Angesichts der nahenden Zinswende tönt die Italien-Story eigentlich perfekt. Doch es gibt Tücken. Klar, für Rom könnte es in den kommenden Jahren einfacher werden, den Schuldenberg zu stemmen oder gar zu reduzieren. Doch muss sich zeigen, ob die Politik dazu wirklich gewillt respektive im Stande ist. Schliesslich hat das Land mit einer Reihe von strukturellen Problemen zu kämpfen. Das wirtschaftliche Nord-Süd-Gefälle zählt dazu genauso wie die hohe Arbeitslosigkeit, eine vielerorts marode Infrastruktur und die mit dem hohen Zustrom von Flüchtlingen einhergehenden sozialen und politischen Spannungen. Und natürlich muss sich zeigen, ob der Finanzsektor sein Momentum behaupten kann, sobald die Zinserträge schrumpfen. Dem Unicredit-Chef scheint nicht bange zu sein. «Unser Fortschritt ist lange nicht zu Ende», erklärte Andrea Orcel Anfang Februar.
Anlagelösungen
Wer den Optimismus teilt und sich die erste Börsenreihe Italien ins Portfolio holen möchte, kann zum ETF CSMIB greifen. Dieser Exchange Traded Fund bildet den FTSE MIB physisch ab. Das heisst, die 40 im Index vertretenen Aktien liegen analog zu ihrer Gewichtung im Fondsvermögen. Anleger partizipieren auch an den Dividenden, diese werden thesauriert, also im ETF einbehalten. Branchenkrösus iShares ruft für das im Jahr 2010 noch von der Credit Suisse lancierte Produkt eine Gesamtkostenquote (TER) von 0.33% p.a. auf.

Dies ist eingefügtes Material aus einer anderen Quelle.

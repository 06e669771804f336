//! Mask layers and the local adjustments they carry.

use serde::{Deserialize, Serialize};

use super::adjustments::clamp_report;

/// Adjustments applied inside a mask, all -100..=100.
#[derive(Debug, Clone, Copy, PartialEq, Serialize, Deserialize, Default)]
pub struct LocalAdjustments {
    /// Exposure in third-stop-ish units: gain = 2^(exposure/33)
    #[serde(default)]
    pub exposure: f32,

    /// Contrast around the 128 pivot (same 259-formula as global tone)
    #[serde(default)]
    pub contrast: f32,

    /// Saturation scale around per-pixel luma
    #[serde(default)]
    pub saturation: f32,

    /// Temperature as red/blue gain split
    #[serde(default)]
    pub temperature: f32,

    /// Tint as green gain
    #[serde(default)]
    pub tint: f32,

    /// Carried for the host contract; the per-pixel compositor has no
    /// neighbourhood access, so sharpness is not evaluated here.
    #[serde(default)]
    pub sharpness: f32,
}

impl LocalAdjustments {
    /// True when the mask would not change any pixel it covers.
    pub fn is_neutral(&self) -> bool {
        self.exposure == 0.0
            && self.contrast == 0.0
            && self.saturation == 0.0
            && self.temperature == 0.0
            && self.tint == 0.0
    }

    /// Clamp every slider into -100..=100, reporting on the debug
    /// channel. Same policy as the global records: out-of-range local
    /// values never fail a render and never reach the pixel math.
    pub fn clamped(&self) -> Self {
        let mut adj = *self;
        clamp_report(&mut adj.exposure, -100.0, 100.0, "local.exposure");
        clamp_report(&mut adj.contrast, -100.0, 100.0, "local.contrast");
        clamp_report(&mut adj.saturation, -100.0, 100.0, "local.saturation");
        clamp_report(&mut adj.temperature, -100.0, 100.0, "local.temperature");
        clamp_report(&mut adj.tint, -100.0, 100.0, "local.tint");
        clamp_report(&mut adj.sharpness, -100.0, 100.0, "local.sharpness");
        adj
    }
}

/// An alpha-only mask layer owned by the host.
///
/// The engine treats the alpha buffer as read-only during a render; the
/// brush rasterizer mutates it between renders. Alpha is authoritative: a
/// zero-alpha pixel is untouched no matter the opacity.
#[derive(Debug, Clone, Serialize, Deserialize)]
pub struct MaskLayer {
    /// Host-assigned identifier
    pub id: u32,

    /// Hidden masks are skipped without touching their alpha
    #[serde(default = "default_visible")]
    pub visible: bool,

    /// Layer opacity, 0..=1, multiplied into the alpha-derived weight
    #[serde(default = "default_opacity")]
    pub opacity: f32,

    /// One byte of coverage per pixel, length w*h
    #[serde(default)]
    pub alpha: Vec<u8>,

    /// The adjustments this mask paints in
    #[serde(default)]
    pub adjustments: LocalAdjustments,
}

fn default_visible() -> bool {
    true
}

fn default_opacity() -> f32 {
    1.0
}

impl MaskLayer {
    /// A fresh, fully transparent mask sized for a w*h image.
    pub fn new(id: u32, width: usize, height: usize) -> Self {
        Self {
            id,
            visible: true,
            opacity: 1.0,
            alpha: vec![0; width * height],
            adjustments: LocalAdjustments::default(),
        }
    }

    /// True when the render loop can skip this mask wholesale.
    pub fn is_inert(&self) -> bool {
        !self.visible || self.opacity <= 0.0 || self.adjustments.is_neutral()
    }
}
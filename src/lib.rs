//! # codex-graphql-helpers
//!
//! Field-resolution core for Codex platform content services.
//!
//! ## Features
//!
//! - **Global IDs** - reversible type-tagged external identifiers
//! - **Locale Projection** - multilingual content reduced to the caller's language
//! - **Batched Loaders** - per-request batch loading for N+1 prevention
//! - **Cursor Pagination** - Relay-style connections over the storage port
//! - **Auth Gate** - tiered field authorization, checked before anything else
//! - **Pipeline** - build-time middleware composition of all of the above
//!
//! ## Usage
//!
//! ```rust
//! use codex_graphql_helpers::pipeline::{PipelineBuilder, Transform};
//! use codex_graphql_helpers::auth::Tier;
//!
//! let tree = PipelineBuilder::new()
//!     .field("persons", vec![
//!         Transform::Gate(Tier::Public),
//!         Transform::Paginate { kind: "persons".into() },
//!         Transform::EncodeId { type_name: "Person".into() },
//!     ])
//!     .build();
//! ```

pub mod auth;
pub mod context;
pub mod global_id;
pub mod loader;
pub mod locale;
pub mod pagination;
pub mod pipeline;
pub mod session;
pub mod store;

pub use auth::{AccessContext, Caller, Permission, Session, Tier};
pub use context::RequestContext;
pub use global_id::GlobalId;
pub use loader::{BatchFetch, Batcher, EntityLoader, RelationLoader};
pub use locale::{Language, MultilingualValue};
pub use pagination::{paginate, Connection, CursorCodec, Edge, PageInfo, PaginationArgs};
pub use pipeline::{PipelineBuilder, Resolver, ResolverTree, Transform};
pub use session::{JwtSessionDecoder, SessionDecoder, SessionError};
pub use store::{IdWindow, MemoryStore, ReadStore, StoreError, StoreId};

use thiserror::Error as ThisError;

/// Field-resolution errors
///
/// All of these are field-local: one failing field never aborts the rest of
/// the query. A loader miss is not an error at all; it resolves to an absent
/// value.
#[derive(ThisError, Debug)]
pub enum Error {
    #[error("invalid global id: {0}")]
    InvalidGlobalId(String),

    #[error("invalid cursor: {0}")]
    InvalidCursor(String),

    #[error("malformed record: {0}")]
    MalformedRecord(String),

    #[error("invalid pagination arguments: {0}")]
    MalformedPaginationArgs(String),

    #[error("authentication required")]
    Unauthenticated,

    #[error("session expired")]
    ExpiredSession,

    #[error("permission denied")]
    Forbidden,

    #[error("store unavailable: {0}")]
    StoreUnavailable(String),

    #[error("unknown field: {0}")]
    UnknownField(String),
}

impl From<store::StoreError> for Error {
    fn from(error: store::StoreError) -> Self {
        Error::StoreUnavailable(error.0)
    }
}

/// Result type for field-resolution operations
pub type Result<T> = std::result::Result<T, Error>;
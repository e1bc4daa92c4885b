//! Global identifier codec
//!
//! Entities from unrelated collections share one external identifier scheme:
//! base64 of `"{type_name}:{id}"`. Encoding is pure and total; decoding
//! recovers exactly the pair that was encoded or fails with
//! [`Error::InvalidGlobalId`](crate::Error::InvalidGlobalId).

use base64::{engine::general_purpose::STANDARD as BASE64, Engine as _};

use crate::store::StoreId;
use crate::{Error, Result};

/// A decoded external identifier.
#[derive(Debug, Clone, PartialEq, Eq)]
pub struct GlobalId {
    pub type_name: String,
    pub id: StoreId,
}

/// Encode a `(type_name, id)` pair into an opaque external identifier.
///
/// Type names must not contain `:`; the separator is what makes decoding
/// unambiguous.
pub fn encode(type_name: &str, id: StoreId) -> String {
    debug_assert!(!type_name.contains(':'), "type name must not contain ':'");
    BASE64.encode(format!("{}:{}", type_name, id.to_hex()))
}

/// Decode an external identifier back into its `(type_name, id)` pair.
pub fn decode(global_id: &str) -> Result<GlobalId> {
    let bytes = BASE64
        .decode(global_id.as_bytes())
        .map_err(|e| Error::InvalidGlobalId(e.to_string()))?;
    let payload =
        String::from_utf8(bytes).map_err(|e| Error::InvalidGlobalId(e.to_string()))?;
    let (type_name, id) = payload
        .split_once(':')
        .ok_or_else(|| Error::InvalidGlobalId("missing ':' separator".to_string()))?;
    let id = StoreId::from_hex(id).map_err(|e| Error::InvalidGlobalId(e.to_string()))?;
    Ok(GlobalId { type_name: type_name.to_string(), id })
}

Während der passive Fonds auf den «Buy and hold»-Ansatz abzielt, eignen sich Hebelprodukte für kurzfristige und spekulative Positionen. BNP Paribas handelt auf Swiss DOTS eine Palette an Mini-Futures, die auf dem FTSE MIB basieren. Durch den Höhenflug beim Basiswert sind die Hebel dieser Long-Produkte ziemlich geschmolzen. Immerhin 2.3 beträgt der Beschleunigungsfaktor beim Mini-Future mit der ISIN CH0582866866. Trader können mit diesem Produkt darauf setzen, dass Italiens Leitindex das nächste charttechnische Kursziel bei 36’000 Punkten ansteuert. Mit 20’470 Zählern liegt der Stop Loss aktuell mehr als 40% unter dem Indexstand. Italienische Large Caps bieten sich als Basiswerte für Renditeoptimierungsprodukte an. Leonteq spannt den Versicherer Generali mit dem Versorger Eni und der Unicredit für den Callable Multi Barrier Reverse Convertible CXMCBL zusammen. Die emittierende Corner Bank garantiert eine Couponzahlung in Höhe von 12.40% p.a. Diese Chance ist durch Barrieren von 59% der Anfangskurse teilgeschützt. Solange keine Aktie aus dem Trio auf oder unter diese Marke fällt, wirft der BRC in anderthalb Jahren die Maximalrendite ab. Geht dieses Kalkül nicht auf, wäre das Investment dem Risiko des schwächsten Titels ausgesetzt. Wenn das Produkt im Herbst 2025 fällig wird, läuft bereits die heisse Phase der Qualifikation zur Fussball-WM 2026. Dann können Fans schon abschätzen, wie die Chancen der Squadra Azzurra stehen am Turnier in Kanada, Mexiko und den USA dabei zu sein.